Y, de manera inmediata, se declara inválido que el Poder Ejecutivo pudiera usar de manera discrecional sus propios ahorros, pasando por encima de la división de poderes, dado que se trata de una facultad del legislador.
Se trataba de un recurso público del cual el Ejecutivo no daba cuenta y se mantenía en la secrecía.
Si bien la Suprema Corte es la interprete única de la Constitución, cada persona juzgadora federal, en estricto sentido, es titular del Poder Judicial, y éstas corrigen de manera cotidiana los actos de autoridades que son contrarias a la Carta Magna.
Los demócratas las acatan, aunque no estén de acuerdo, porque reconocen el valor del equilibrio de poderes y buscan otras rutas legales. Los que no lo son, denostan y atacan.
El INE no hace leyes, sino que aplica las que los partidos han creado, entre ellos Morena, y como es la investigación en contra del titular de Gobernación por uso indebido de recursos, por el uso de un avión para promover la encuesta.

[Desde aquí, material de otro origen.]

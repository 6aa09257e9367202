//! Expression trees for calq.
//!
//! This crate defines the closed set of expression nodes, their evaluation,
//! and the [`ExprFactory`] smart constructors that fold constants and collapse
//! single-variable polynomials while a tree is being built.

pub mod ast;
pub mod factory;

// Re-export commonly used types
pub use ast::{
    BinaryExpressionNode, BinaryOperator, ConditionalNode, Expression, PolynomialNode,
    UnaryExpressionNode, UnaryOperator,
};
pub use factory::{ExprFactory, DEFAULT_MAX_POLYNOMIAL_DEGREE};

/// Errors raised while exporting a tree.
#[derive(Debug, thiserror::Error)]
pub enum AstError {
    #[cfg(feature = "serde")]
    #[error("failed to serialize expression: {0}")]
    Json(#[from] serde_json::Error),
}

/// A result type for AST operations.
pub type Result<T> = std::result::Result<T, AstError>;

/// Serializes an expression tree to a pretty-printed JSON string.
///
/// Variables are written with their name and current value.
///
/// # Example
///
/// ```
/// use calq_ast::{to_json, ExprFactory, BinaryOperator};
///
/// let f = ExprFactory::new();
/// let expr = f.binary(BinaryOperator::Add, f.literal(1.0), f.literal(2.0));
/// let json = to_json(&expr).unwrap();
/// assert!(json.contains(r#""Literal": 3.0"#));
/// ```
#[cfg(feature = "serde")]
pub fn to_json(expr: &Expression) -> Result<String> {
    Ok(serde_json::to_string_pretty(expr)?)
}
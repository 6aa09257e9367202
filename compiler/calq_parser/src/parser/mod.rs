//! Expression parser for calq.
//!
//! Text is lexed into a [`TokenBuffer`] and parsed by precedence climbing.
//! Every node is built through an [`ExprFactory`], so constant subtrees are
//! folded and single-variable polynomials collapsed while parsing. A failed
//! parse triggers a single-token correction search before the error is
//! reported.

pub mod correction;
pub mod diagnostics;
mod grammar;
pub mod token_stream;

#[cfg(test)]
mod tests;

use std::collections::HashSet;

use calq_ast::{ExprFactory, Expression, DEFAULT_MAX_POLYNOMIAL_DEGREE};
use calq_env::{Variable, VariableRegistry};

pub use correction::{Correction, CorrectionKind};
pub use diagnostics::{ErrorKind, SyntaxError};
pub use grammar::{infix_operator, PI_NAME};
pub use token_stream::{TokenBuffer, TokenStream};

use grammar::Grammar;

/// Default limit on nested factors (parentheses, calls, prefix minus,
/// right-hand operands) and on the height of the built tree.
pub const DEFAULT_MAX_NESTING_DEPTH: usize = 256;

/// Parser configuration
#[derive(Debug, Clone, PartialEq, Eq)]
pub struct ParserConfig {
    /// Run the correction search when a parse fails
    pub correct_errors: bool,
    /// Highest integer power folded into a polynomial node
    pub max_polynomial_degree: usize,
    pub max_nesting_depth: usize,
}

impl Default for ParserConfig {
    fn default() -> Self {
        Self {
            correct_errors: true,
            max_polynomial_degree: DEFAULT_MAX_POLYNOMIAL_DEGREE,
            max_nesting_depth: DEFAULT_MAX_NESTING_DEPTH,
        }
    }
}

/// A successful parse, with the edit that made it possible if the input
/// needed one.
#[derive(Debug, Clone, PartialEq)]
pub struct ParseReport {
    pub expression: Expression,
    pub correction: Option<Correction>,
}

impl ParseReport {
    pub fn was_corrected(&self) -> bool {
        self.correction.is_some()
    }
}

/// Parses expression text against a variable registry.
///
/// Identifiers resolve through the registry, so every parser sharing a
/// registry sees one [`Variable`] per name. By default any identifier is
/// accepted and registered on first use; after the first call to
/// [`Parser::allow`] only allowed variables (and `pi`) are.
#[derive(Debug)]
pub struct Parser<'r> {
    registry: &'r VariableRegistry,
    allowed: Option<HashSet<Variable>>,
    config: ParserConfig,
}

impl Parser<'static> {
    /// Create a parser over the process-wide registry
    pub fn new() -> Self {
        Parser::with_registry(calq_env::global())
    }
}

impl Default for Parser<'static> {
    fn default() -> Self {
        Self::new()
    }
}

impl<'r> Parser<'r> {
    /// Create a parser over its own registry
    pub fn with_registry(registry: &'r VariableRegistry) -> Self {
        Parser {
            registry,
            allowed: None,
            config: ParserConfig::default(),
        }
    }

    pub fn with_config(mut self, config: ParserConfig) -> Self {
        self.config = config;
        self
    }

    pub fn config(&self) -> &ParserConfig {
        &self.config
    }

    pub fn registry(&self) -> &'r VariableRegistry {
        self.registry
    }

    /// Restrict the identifiers this parser accepts.
    ///
    /// The first call switches the parser to restricted mode whatever its
    /// argument; `allow(None)` on a fresh parser therefore leaves only
    /// literals and `pi` usable. A variable argument is added to the
    /// allowed set. Allowed variables must come from this parser's registry.
    pub fn allow(&mut self, variable: Option<&Variable>) {
        let allowed = self.allowed.get_or_insert_with(|| {
            log::debug!("Restricting parser to allowed variables");
            HashSet::new()
        });
        if let Some(variable) = variable {
            allowed.insert(variable.clone());
        }
    }

    /// Whether [`Parser::allow`] has been called
    pub fn is_restricted(&self) -> bool {
        self.allowed.is_some()
    }

    /// Parse `text` into an expression tree.
    pub fn parse(&self, text: &str) -> Result<Expression, SyntaxError> {
        self.parse_with_report(text).map(|report| report.expression)
    }

    /// Parse `text`, reporting whether a correction was needed.
    ///
    /// Names are registered only once the input (or its correction) is known
    /// to parse, so a failed parse leaves the registry as it was.
    pub fn parse_with_report(&self, text: &str) -> Result<ParseReport, SyntaxError> {
        let mut buffer = TokenBuffer::from_source(text);
        log::trace!("Parsing {} tokens: {}", buffer.len(), text);
        let grammar = self.grammar();

        let error = match grammar.speculative().parse(&buffer) {
            Ok(tree) => {
                return Ok(ParseReport {
                    expression: grammar.commit(&buffer, tree)?,
                    correction: None,
                })
            }
            Err(error) => error,
        };

        if !self.config.correct_errors || buffer.is_empty() || !error.kind.is_correctable() {
            return Err(error);
        }

        log::debug!("Parse failed: {}; searching for a correction", error);
        match correction::correct(&grammar, &mut buffer, error.token_index) {
            Some((expression, correction)) => {
                log::debug!("Recovered by {}", correction);
                Ok(ParseReport {
                    expression,
                    correction: Some(correction),
                })
            }
            None => {
                log::debug!("No single-token correction for: {}", text);
                Err(error)
            }
        }
    }

    /// Render `error` against `text`, adding the edit the correction search
    /// would make when there is one.
    pub fn explain(&self, text: &str, error: &SyntaxError) -> String {
        let mut rendered = error.render(text);
        let mut buffer = TokenBuffer::from_source(text);
        if buffer.is_empty() || !error.kind.is_correctable() {
            return rendered;
        }
        let grammar = self.grammar().speculative();
        if let Some((_, correction)) = correction::correct(&grammar, &mut buffer, error.token_index)
        {
            rendered.push_str(&format!("\n  = help: {correction}"));
        }
        rendered
    }

    fn grammar(&self) -> Grammar<'_> {
        Grammar {
            registry: self.registry,
            allowed: self.allowed.as_ref(),
            factory: ExprFactory::with_max_polynomial_degree(self.config.max_polynomial_degree),
            max_depth: self.config.max_nesting_depth,
            register: true,
        }
    }
}
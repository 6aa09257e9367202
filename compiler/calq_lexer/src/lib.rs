//! calq lexical analyzer
//!
//! Converts expression source text into the token buffer consumed by the
//! parser. Whitespace is insignificant; anything the lexer does not recognise
//! is kept as an [`TokenType::Invalid`] token so the parser can report it at
//! the right position (and the correction search can delete it).

#![warn(missing_docs)]
#![warn(rustdoc::missing_crate_level_docs)]

pub mod lexer;
pub mod logos_token;
pub mod token;

// Re-export the main types for convenience
pub use lexer::Lexer;
pub use logos_token::LogosToken;
pub use token::{Location, Token, TokenType};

Ahora atestiguamos un llamado del gobierno de Morena a violar las leyes, algo sin precedente en México. El desafío es al Estado de derecho, a usted y a todos.
Por eso, es válido el llamado reciente del Presidente, pero, en este caso, a los morenistas moderados a rebelarse para contener la destrucción democrática que se pretende, porque el país que hoy se destruye lo habrán de heredar también sus hijos.
Defender el INE es un imperativo porque Morena quiere disolverlo para controlarlo, al igual que al Tribunal Electoral del Poder Judicial de la Federación, ofreciendo un falso discurso.
Introducir la cuota partidista en un órgano jurisdiccional es contrario a toda la doctrina internacional, pero muy apegada al manual del populismo.